Zubatovite trade unions achieved moderate success at channeling workers’ political agitations away from revolutionary movements and toward labor improvements, especially in the cities of Minsk and Odessa, with one high-ranking official noting that many revolutionaries and workers were joining the unions.[13] However, Zubatov, if not police socialism, was discredited in the summer of 1903 after the Okhrana officer in charge of the Odessa union allowed a strike to get out of hand, causing a mass movement which paralyzed the region.[14] Although the police-run unions continued to operate after Zubatov’s ousting, without Okhrana funding, they proved more a liability than an asset. The Assembly of Working Men, a police-run union with about 6,000–8,000 members, formed by the alleged Okhrana agent Father Georgy Gapon, sparked the Bloody Sunday massacre, a milestone in the Revolution of 1905, when union members marched peacefully on the Winter Palace in St. Petersburg and were fired upon by Imperial soldiers.[15] The Okhrana complemented police socialism and other projects to prevent the conditions in which revolutionary movements could take hold by pursuing initiatives to curtail the activities of existing organizations. Yevno Azef, the notorious Okhrana provocateur who managed to become the head of the Socialist Revolutionary Fighting Organization, epitomized the Okhrana's inscrutable practice of revolutionary group infiltration. While the Okhrana managed to imbed many of its agents in revolutionary organizations, the police preferred to slowly gather intelligence and attempt to interfere with revolutionary work surreptitiously rather than immediately arrest known revolutionaries. This policy led to numerous dubious acts on the part of police spies, who needed to participate in revolutionary activities to avoid suspicion, as when Yevno Azef, as head of the SRFO, ordered the assassination of V. K. Plehve on July 15, 1904.[16]

The Revolution of 1905

For over twenty years, the Okhrana had focused on interfering with the activities of relatively small, and distinct, revolutionary groups. The Revolution of 1905, characterized by seemingly spontaneous marches and strikes, exposed the Okhrana's inefficacy at controlling mass popular movements.[17] Not only did the Okhrana lack the capacity to prevent the mass movements of 1905, or even to contain them once they began, the Okhrana’s misguided attempts may even have worsened the unrest. D. F. Trepov, the Assistant Minister of the Interior in charge of police affairs, and P. I. Rachkovsky, now in charge of all domestic political police operations, attempted to mount an aggressive offensive against those they believed to be responsible for the unrest, namely zemstvo employees, in May 1905, but backed down three months later.[18] In October of that year, Trepov again attempted a violent repression of the revolution only to call off the effort for lack of manpower. Since these attempts at repression never reached fruition, they only served to aggravate the already enraged Russian populace and to deepen their distrust of the Imperial government. Trepov’s replacement by P.N. Durnovo in late-October ushered in a period of even more vicious repression of the Revolution.[19] Indicative of this new period is the head of the St. Petersburg Special Section, A.V. Gerasimov’s, strike on the St. Petersburg Soviet. To Tsar Nicholas II's delight, Gerasimov arrested delegates of the Soviet en masse on December 3, 1905. Along with this repression and the end of the Revolution of 1905 came a shift in the political police’s mentality; gone were the days of Nicholas I’s white-gloved moral police: post-1905 the political police feared that the Russian people were as eager to destroy them as to depose the Tsar.[20]

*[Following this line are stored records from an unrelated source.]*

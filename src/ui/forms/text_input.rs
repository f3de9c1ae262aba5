//! Single-line text and number inputs

use super::field_renderer::{cursor_span, field_block, FieldWidget, WidgetProps};
use crate::state::ChangeEvent;
use crossterm::event::{KeyCode, KeyEvent, KeyModifiers};
use ratatui::{
    layout::Rect,
    style::{Color, Style},
    text::{Line, Span},
    widgets::Paragraph,
    Frame,
};

/// Free-form text input
pub struct TextInput;

/// Numeric input; the value stays textual until validation
pub struct NumberInput;

impl FieldWidget for TextInput {
    fn render(&self, frame: &mut Frame, area: Rect, props: &WidgetProps) {
        draw_text_field(frame, area, props, &format!("Enter {}", props.label.to_lowercase()));
    }

    fn handle_key(&self, key: KeyEvent, props: &WidgetProps) -> Option<ChangeEvent> {
        edit_text(key, props, |_| true)
    }
}

impl FieldWidget for NumberInput {
    fn render(&self, frame: &mut Frame, area: Rect, props: &WidgetProps) {
        draw_text_field(frame, area, props, "0");
    }

    fn handle_key(&self, key: KeyEvent, props: &WidgetProps) -> Option<ChangeEvent> {
        edit_text(key, props, is_number_char)
    }
}

/// Characters a numeric input accepts: digits, sign, point and exponent
fn is_number_char(c: char) -> bool {
    c.is_ascii_digit() || matches!(c, '+' | '-' | '.' | 'e' | 'E')
}

/// Apply a typing key to the current text
fn edit_text(
    key: KeyEvent,
    props: &WidgetProps,
    accepts: impl Fn(char) -> bool,
) -> Option<ChangeEvent> {
    if key
        .modifiers
        .intersects(KeyModifiers::CONTROL | KeyModifiers::ALT)
    {
        return None;
    }

    let mut text = props.text().to_string();
    match key.code {
        KeyCode::Char(c) if accepts(c) => text.push(c),
        KeyCode::Backspace => {
            text.pop()?;
        }
        _ => return None,
    }
    Some(props.value_changed(text))
}

fn draw_text_field(frame: &mut Frame, area: Rect, props: &WidgetProps, placeholder: &str) {
    let value = props.text();
    let content = if value.is_empty() && !props.focused {
        Line::from(Span::styled(
            placeholder.to_string(),
            Style::default().fg(Color::DarkGray),
        ))
    } else {
        let style = if props.focused {
            Style::default().fg(Color::Cyan)
        } else {
            Style::default().fg(Color::White)
        };
        Line::from(vec![
            Span::styled(value.to_string(), style),
            cursor_span(props.focused),
        ])
    };

    frame.render_widget(Paragraph::new(content).block(field_block(props, true)), area);
}
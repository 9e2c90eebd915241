//! Error reporting -- the single funnel every failure goes through.
//!
//! Incidents are always logged locally with `tracing`. When a remote tracker
//! is configured the incident is forwarded to it as well.

pub mod tracker;

use std::sync::atomic::{AtomicBool, AtomicU64, Ordering};
use std::sync::Arc;

use tokio::task::JoinHandle;
use tracing::{error, warn};

use crate::error::RunnerError;

pub use self::tracker::{HttpTracker, RemoteTracker, TrackerEvent};

/// What the caller intends to happen after the report.
#[derive(Debug, Clone, Copy, PartialEq, Eq)]
pub enum Severity {
    /// The loop carries on; the next cycle retries.
    Recoverable,
    /// The caller terminates the process once the report returns.
    Fatal,
}

impl Severity {
    pub fn as_str(&self) -> &'static str {
        match self {
            Severity::Recoverable => "error",
            Severity::Fatal => "fatal",
        }
    }
}

/// A reportable failure: a free-form message or a classified error.
#[derive(Debug)]
pub enum Incident {
    Message(String),
    Error(RunnerError),
}

impl Incident {
    pub fn kind(&self) -> &'static str {
        match self {
            Incident::Message(_) => "message",
            Incident::Error(err) => err.kind(),
        }
    }
}

impl std::fmt::Display for Incident {
    fn fmt(&self, f: &mut std::fmt::Formatter<'_>) -> std::fmt::Result {
        match self {
            Incident::Message(msg) => f.write_str(msg),
            Incident::Error(err) => write!(f, "{err}"),
        }
    }
}

impl From<RunnerError> for Incident {
    fn from(err: RunnerError) -> Self {
        Incident::Error(err)
    }
}

impl From<String> for Incident {
    fn from(msg: String) -> Self {
        Incident::Message(msg)
    }
}

impl From<&str> for Incident {
    fn from(msg: &str) -> Self {
        Incident::Message(msg.to_string())
    }
}

/// Callback handed to the ingestor for failures it wants surfaced without
/// failing the whole run.
pub type OnError = Arc<dyn Fn(Incident) + Send + Sync>;

#[derive(Clone, Default)]
pub struct ErrorReporter {
    tracker: Option<Arc<dyn RemoteTracker>>,
    reported: Arc<AtomicU64>,
}

impl std::fmt::Debug for ErrorReporter {
    fn fmt(&self, f: &mut std::fmt::Formatter<'_>) -> std::fmt::Result {
        f.debug_struct("ErrorReporter")
            .field("remote", &self.tracker.is_some())
            .field("reported", &self.reported_count())
            .finish()
    }
}

impl ErrorReporter {
    /// Reporter that only logs locally.
    pub fn local() -> Self {
        Self::default()
    }

    pub fn with_tracker(tracker: Arc<dyn RemoteTracker>) -> Self {
        Self {
            tracker: Some(tracker),
            reported: Arc::new(AtomicU64::new(0)),
        }
    }

    /// Build from an optional tracker URL.
    pub fn from_url(url: Option<&str>) -> anyhow::Result<Self> {
        match url {
            Some(url) => Ok(Self::with_tracker(Arc::new(HttpTracker::new(url)?))),
            None => Ok(Self::local()),
        }
    }

    /// Log the incident and, when configured, deliver it to the tracker.
    /// Returns once delivery finished so fatal callers can exit right after.
    pub async fn report(&self, incident: impl Into<Incident>, severity: Severity) {
        let incident = incident.into();
        self.reported.fetch_add(1, Ordering::Relaxed);

        let fatal = severity == Severity::Fatal;
        error!(kind = incident.kind(), fatal, "{incident}");

        if let Some(tracker) = &self.tracker {
            let event = TrackerEvent::new(&incident, severity);
            if let Err(e) = tracker.capture(&event).await {
                warn!(event_id = %event.event_id, error = %e, "failed to deliver incident to error tracker");
            }
        }
    }

    pub async fn recoverable(&self, incident: impl Into<Incident>) {
        self.report(incident, Severity::Recoverable).await
    }

    pub async fn fatal(&self, incident: impl Into<Incident>) {
        self.report(incident, Severity::Fatal).await
    }

    /// Fire-and-forget variant for synchronous call sites.
    pub fn spawn_report(&self, incident: Incident, severity: Severity) -> JoinHandle<()> {
        let reporter = self.clone();
        tokio::spawn(async move { reporter.report(incident, severity).await })
    }

    /// Non-fatal callback for the ingestion run configuration.
    pub fn on_error(&self) -> OnError {
        let reporter = self.clone();
        Arc::new(move |incident| {
            reporter.spawn_report(incident, Severity::Recoverable);
        })
    }

    /// Number of incidents reported so far.
    pub fn reported_count(&self) -> u64 {
        self.reported.load(Ordering::Relaxed)
    }

    /// Report a fatal incident from synchronous code and wait for delivery.
    ///
    /// Delivery runs on a dedicated thread with its own runtime, so this may
    /// be called from inside a runtime worker.
    pub fn fatal_blocking(&self, incident: Incident) {
        let reporter = self.clone();
        let spawned = std::thread::Builder::new()
            .name("fatal-report".to_string())
            .spawn(move || {
                match tokio::runtime::Builder::new_current_thread()
                    .enable_all()
                    .build()
                {
                    Ok(runtime) => runtime.block_on(reporter.fatal(incident)),
                    Err(e) => {
                        error!(kind = incident.kind(), fatal = true, "{incident}");
                        warn!(error = %e, "no runtime to deliver incident to error tracker");
                    }
                }
            });
        match spawned {
            Ok(delivery) => {
                let _ = delivery.join();
            }
            Err(e) => error!(error = %e, "failed to start fatal report thread"),
        }
    }

    /// Send every panic through the reporter as an uncaught error, then exit
    /// with status 1.
    pub fn install_panic_hook(&self) {
        let reporter = self.clone();
        let reporting = AtomicBool::new(false);
        std::panic::set_hook(Box::new(move |info| {
            // A panic while reporting a panic just exits.
            if !reporting.swap(true, Ordering::SeqCst) {
                let cause = anyhow::anyhow!("{info}");
                reporter.fatal_blocking(RunnerError::Uncaught(cause).into());
            }
            std::process::exit(1);
        }));
    }
}
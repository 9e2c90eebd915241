//! Status server -- axum routes exposing process state to the supervisor.

mod routes;
pub mod state;
pub mod watchdog;

use self::state::AppState;
use axum::Router;
use tower_http::trace::TraceLayer;

pub use self::routes::render;

/// Build the application router with all status routes.
pub fn router(state: AppState) -> Router {
    Router::new()
        .merge(routes::status_routes())
        .fallback(fallback)
        .layer(TraceLayer::new_for_http())
        .with_state(state)
}

async fn fallback() -> (axum::http::StatusCode, &'static str) {
    (axum::http::StatusCode::NOT_FOUND, "not found")
}
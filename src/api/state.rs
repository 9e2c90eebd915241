use std::sync::Arc;

use crate::api::watchdog::Watchdog;
use crate::ingest::Ingestor;
use crate::lifecycle::Terminator;
use crate::report::ErrorReporter;
use crate::scheduler::{Clock, ProcessState};

/// Static lines printed at the top of every status page.
#[derive(Debug, Clone)]
pub struct StatusSettings {
    pub source: String,
    /// Database location with credentials already stripped.
    pub database: String,
}

#[derive(Clone)]
pub struct AppState {
    pub process: ProcessState,
    pub ingestor: Arc<dyn Ingestor>,
    pub reporter: ErrorReporter,
    pub terminator: Terminator,
    pub clock: Arc<dyn Clock>,
    pub watchdog: Watchdog,
    pub settings: Arc<StatusSettings>,
}
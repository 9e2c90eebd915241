//! Liveness watchdog.
//!
//! Pure staleness check over a [`StateSnapshot`]. It is evaluated lazily,
//! once per status request: while no probe arrives, a stalled scheduler is
//! never detected.

use std::time::Duration;

use axum::http::StatusCode;
use chrono::{DateTime, Utc};

use crate::scheduler::StateSnapshot;

/// Longest acceptable gap since the last successful run.
pub const STALENESS_THRESHOLD: Duration = Duration::from_secs(20 * 60);

#[derive(Debug, Clone, Copy, PartialEq, Eq)]
pub enum Verdict {
    /// No run has completed since the process started.
    NeverFinished,
    /// The last completion is older than the threshold.
    Stale { elapsed: Duration },
    Healthy,
}

impl Verdict {
    pub fn status_code(&self) -> StatusCode {
        match self {
            Verdict::Healthy => StatusCode::OK,
            Verdict::NeverFinished | Verdict::Stale { .. } => StatusCode::SERVICE_UNAVAILABLE,
        }
    }
}

#[derive(Debug, Clone, Copy)]
pub struct Watchdog {
    threshold: Duration,
}

impl Default for Watchdog {
    fn default() -> Self {
        Self::new(STALENESS_THRESHOLD)
    }
}

impl Watchdog {
    pub fn new(threshold: Duration) -> Self {
        Self { threshold }
    }

    pub fn threshold(&self) -> Duration {
        self.threshold
    }

    pub fn evaluate(&self, snapshot: &StateSnapshot, now: DateTime<Utc>) -> Verdict {
        let Some(end) = snapshot.last_run_end else {
            return Verdict::NeverFinished;
        };
        let elapsed = (now - end).to_std().unwrap_or_default();
        if elapsed > self.threshold {
            Verdict::Stale { elapsed }
        } else {
            Verdict::Healthy
        }
    }
}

Following the outbreak of the 1905 Revolution and assassination of Plehve, Pyotr Stolypin, as the new MVD Minister and Chairman of the Council of Ministers, created of a nationwide net of Security Stations. By 1908, there were 31 Stations and more than 60 by 1911. Two more Special Sections of the Department of Police were organized in 1906. The centralized Security Section of the Department of Police was created on February 9, 1907; it was located on 16, Fontanka, St. Petersburg.

The exposure of Yevno Azef (who had organized many assassinations, including that of Plehve) and Dmitri Bogrov (who assassinated Stolypin in 1911) as Okhrana double agents put the agency's methods under great suspicion; they were further compromised by the discovery of many similar double agents-provocateur. In Autumn 1913, all of the Security Stations but original Moscow, St Petersburg and Warsaw were dismissed. The start of World War I marked a shift from anti-revolutionary activities of the Department of Police to counter-intelligence; however, the efforts of the Department were poorly synchronised with counter-intelligence units of the General Staff and the Army.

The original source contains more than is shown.